PinkCrystal · 04/12/2017 09:13

Oh yes we must be envious cunts because we want a more equal society....how does that work for affluent folk who support Labour?

makeourfuture · 04/12/2017 09:14

job at the tractor factory

What's wrong with working at a factory making tractors?

Itsgonnabeacoldone · 04/12/2017 09:16

So apple pay no tax as they create a load of jobs and we shouldn't complain as we will be out of work?

Just who makes apple products? People in the 3rd world who have a high suicide rate...

OP posts:
makeourfuture · 04/12/2017 09:17

All you grasping, envious cunts

Enlightened discourse.

Notlabeled · 04/12/2017 09:22

job at the tractor factory

What's wrong with working at a factory making tractors?

You won't have a choice over where you work, as only government nationalised jobs will be available.
You really thing a self confessed Marxist like McDonnell will stop at water, gas and trains?? Would laugh my arse off when mumsnet is nationalised.

Justanotherlurker · 04/12/2017 09:23

Inadequate wages, salary freeze and zero hours contracts all to blame for ‘half the country on benefits’.

Again, this Zero hour contracts meme is used, the actual numbers do not back up the assertion, one of the main reasons for the rise in zero hours contracts, stagnant wages etc is the introduction of Working Tax credits.

AnnieOH1 · 04/12/2017 09:23

I'll stick my head above the parapet and admit it wasn't until very recently that I became aware of the extent of poverty in England. I don't mean homelessness, that's glaringly obvious, but in work poverty, childhood poverty etc. It genuinely shook me to the point I set up a local (non referral) food bank. I look back and think about people I used to go to school with, university, work etc and I do wonder the extent to which some of them perhaps couldn't afford things I take for granted.

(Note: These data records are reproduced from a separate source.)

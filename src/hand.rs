use crate::{Ends, Tile, HAND_CAPACITY};
use derive_more::{Display, Error};
use itertools::Itertools;
use smallvec::SmallVec;
use std::slice;

/// A player's [tiles](Tile) in the order they were received.
#[derive(Debug, Clone, Default, Eq, PartialEq, Hash)]
pub struct Hand {
    tiles: SmallVec<[Tile; HAND_CAPACITY]>,
}

/// Describes the reason why a [tile](Tile) could not be taken from a [`Hand`].
#[derive(Debug, Clone, Eq, PartialEq, Hash, Display, Error)]
pub enum HandError {
    /// Attempting to take a [tile](Tile) at an index past the end of the hand.
    #[display("tile index {index} is out of range for a hand of {hand_len} tiles")]
    IndexOutOfRange {
        /// The requested index.
        index: usize,
        /// The number of [tiles](Tile) in the hand.
        hand_len: usize,
    },
}

impl Hand {
    /// An empty hand.
    #[inline]
    pub fn new() -> Hand {
        Hand::default()
    }

    /// Appends `tile` to the end of the hand.
    #[inline]
    pub fn receive(&mut self, tile: Tile) {
        self.tiles.push(tile);
    }

    /// Removes the [tile](Tile) at `index`, shifting later tiles down by one. The hand is not
    /// changed on failure.
    ///
    /// # Errors
    ///
    /// * [HandError::IndexOutOfRange] Attempting to take a [tile](Tile) at an index past the end
    /// of the hand.
    pub fn remove(&mut self, index: usize) -> Result<Tile, HandError> {
        let hand_len = self.tiles.len();
        if index >= hand_len {
            return Err(HandError::IndexOutOfRange { index, hand_len });
        }

        Ok(self.tiles.remove(index))
    }

    /// The [tile](Tile) at `index` or [None] if out of bounds.
    #[inline]
    pub fn get(&self, index: usize) -> Option<&Tile> {
        self.tiles.get(index)
    }

    /// # Returns
    ///
    /// Whether some [tile](Tile) can be placed on the board with open `ends`. Any tile opens an
    /// empty board, so this is always true when both ends are [None].
    pub fn has_playable_move(&self, ends: Ends) -> bool {
        ends == (None, None) || self.tiles.iter().any(|tile| is_playable(tile, ends))
    }

    /// # Returns
    ///
    /// The indexes of every [tile](Tile) that can be placed on the board with open `ends`.
    pub fn playable_indexes(&self, ends: Ends) -> impl Iterator<Item = usize> + '_ {
        self.tiles
            .iter()
            .positions(move |tile| is_playable(tile, ends))
    }

    /// The sum of both pips over every [tile](Tile) in the hand.
    #[inline]
    pub fn points_sum(&self) -> usize {
        self.tiles.iter().map(Tile::points).sum()
    }

    /// Whether the hand holds no [tiles](Tile).
    #[inline]
    pub fn is_empty(&self) -> bool {
        self.tiles.is_empty()
    }

    /// The number of [tiles](Tile) in the hand.
    #[inline]
    pub fn len(&self) -> usize {
        self.tiles.len()
    }

    /// An [iterator](Iterator) over the [tiles](Tile) in the order they were received.
    #[inline]
    pub fn iter(&self) -> slice::Iter<'_, Tile> {
        self.tiles.iter()
    }

    /// Removes every [tile](Tile) from the hand.
    #[inline]
    pub fn clear(&mut self) {
        self.tiles.clear();
    }
}

/// Whether `tile` has a pip equal to some open end, or the board is empty.
fn is_playable(tile: &Tile, ends: Ends) -> bool {
    match ends {
        (None, None) => true,
        (left_end, right_end) => [left_end, right_end]
            .into_iter()
            .flatten()
            .any(|end| tile.has_pip(end)),
    }
}

impl FromIterator<Tile> for Hand {
    fn from_iter<I: IntoIterator<Item = Tile>>(iter: I) -> Hand {
        Hand {
            tiles: iter.into_iter().collect(),
        }
    }
}

impl Extend<Tile> for Hand {
    fn extend<I: IntoIterator<Item = Tile>>(&mut self, iter: I) {
        self.tiles.extend(iter);
    }
}

impl<'a> IntoIterator for &'a Hand {
    type Item = &'a Tile;
    type IntoIter = slice::Iter<'a, Tile>;

    fn into_iter(self) -> Self::IntoIter {
        self.tiles.iter()
    }
}
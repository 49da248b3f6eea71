use crate::runtime::{process_turn, send_updates, Seat};
use crate::{MatchStatus, Points, TurnEngine};
use derive_more::{Display, Error};
use tracing::{info, instrument};

/// How a match [played](play_match) by the runtime ended.
#[derive(Debug, Clone, Eq, PartialEq, Hash)]
pub enum MatchOutcome {
    /// `player` placed their last [tile](crate::Tile).
    Won {
        /// The index of the winning player.
        player: usize,
    },
    /// Every player passed in turn and the match was
    /// [scored](TurnEngine::score_blocked_match).
    Blocked {
        /// The index of the player with the lowest points.
        winner: usize,
        /// The sum of pips left in each player's hand.
        points: Points,
    },
}

/// Describes the reason why the runtime stopped before the match ended.
#[derive(Debug, Display, Error)]
pub enum RuntimeError<E> {
    /// Attempting [to play](play_match) with a different number of seats than players.
    #[display("{seats_len} seats for {players_len} players")]
    SeatCountMismatch {
        /// The number of seats given.
        seats_len: usize,
        /// The number of players in the match.
        players_len: usize,
    },
    /// Attempting [to play](play_match) a match that has already ended.
    #[display("the match is {status}")]
    MatchOver {
        /// How the match ended.
        status: MatchStatus,
    },
    /// The current player failed to send a move or receive an error update.
    #[display("the current player failed: {error:?}")]
    Turn {
        /// The error returned by the current player's [seat](Seat).
        error: E,
    },
    /// Some players failed to receive the state of the match.
    #[display("updates failed: {errors:?}")]
    Updates {
        /// The errors returned by [`Seat::update_view`].
        errors: Vec<E>,
    },
}

/// Sends the state of the match to every [`Seat`] and processes the turn of the current player
/// until the match is won or blocked. A blocked match is
/// [scored](TurnEngine::score_blocked_match). The final state is sent to every [`Seat`] before
/// returning.
///
/// # Arguments
///
/// * `seats`: One seat per player in turn order.
/// * `turn_engine`: A match in progress.
///
/// # Errors
///
/// * [RuntimeError::SeatCountMismatch] Attempting to play with a different number of seats than
/// players.
/// * [RuntimeError::MatchOver] Attempting to play a match that has already ended.
/// * [RuntimeError::Turn] The current player failed to send a move or receive an error update.
/// * [RuntimeError::Updates] Some players failed to receive the state of the match.
///
/// # Returns
///
/// How the match ended.
#[instrument(skip_all)]
pub async fn play_match<S, E>(
    seats: &[S],
    turn_engine: &mut TurnEngine,
) -> Result<MatchOutcome, RuntimeError<E>>
where
    S: Seat<E>,
{
    let players_len = turn_engine.players().len();
    if seats.len() != players_len {
        return Err(RuntimeError::SeatCountMismatch {
            seats_len: seats.len(),
            players_len,
        });
    }
    if turn_engine.match_status().is_over() {
        return Err(RuntimeError::MatchOver {
            status: turn_engine.match_status(),
        });
    }

    while !turn_engine.match_status().is_over() {
        send_updates(seats, turn_engine)
            .await
            .map_err(|errors| RuntimeError::Updates { errors })?;
        process_turn(seats, turn_engine).map_err(|error| RuntimeError::Turn { error })?;
    }

    let match_outcome = match turn_engine.match_status() {
        MatchStatus::Won { player } => MatchOutcome::Won { player },
        MatchStatus::Blocked => {
            let winner = turn_engine
                .score_blocked_match()
                .unwrap_or_else(|_| unreachable!("a blocked match can be scored"));
            MatchOutcome::Blocked {
                winner,
                points: turn_engine.points(),
            }
        }
        MatchStatus::InProgress => unreachable!("the loop only ends once the match is over"),
    };
    send_updates(seats, turn_engine)
        .await
        .map_err(|errors| RuntimeError::Updates { errors })?;
    info!(?match_outcome, "match played");

    Ok(match_outcome)
}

This is going to sound boastful, I genuinely do not mean it to. Essentially just after Christmas three years ago, I had emptied out fridge out of food that simply hadn't been used. Literally on my way to the recycling centre, I drove past our local community hall (it's about 5 minutes walk from my front door). They were advertising a new free cafe opening up in the New Year. That's what started me on my journey. I looked at Facebook groups like the £ a day or £20 a week ones and I really struggled to compute it all. I still do to be honest. I do not understand how a family of 4 can spend £20 a week, £5 a day. It's made me more aware of our wastefulness, and more grateful. I still don't quite know how people survive on so very little, I am in awe of those who do and do it well. Although I know there are many who don't do it well. I do not understand how there are situations where perhaps stay at home moms are going without food all day to ensure their husbands and children eat, or both parents going without food to buy school uniform or whatever other injustices there are, I don't understand how that can happen in 2017 in England.

My main point is though that up to that point, I was spending most of my time (particularly at work) with clients, directors etc who were multi-millionaires. So I felt poor by comparison. I mean I knew the comparisons with the rest of the world made me rich don't get me wrong, I wasn't that dense, but I genuinely didn't feel rich. I do now and it's been quite a big learning curve.

CheapSausagesAndSpam · 04/12/2017 09:28

NotLabeled sounds a whole lot more secure than a rental from a fat, grasping cunt of a "buy to let twat" who can kick me out when he decides he wants more cash....and a job in a dirty pub/call centre or NO job.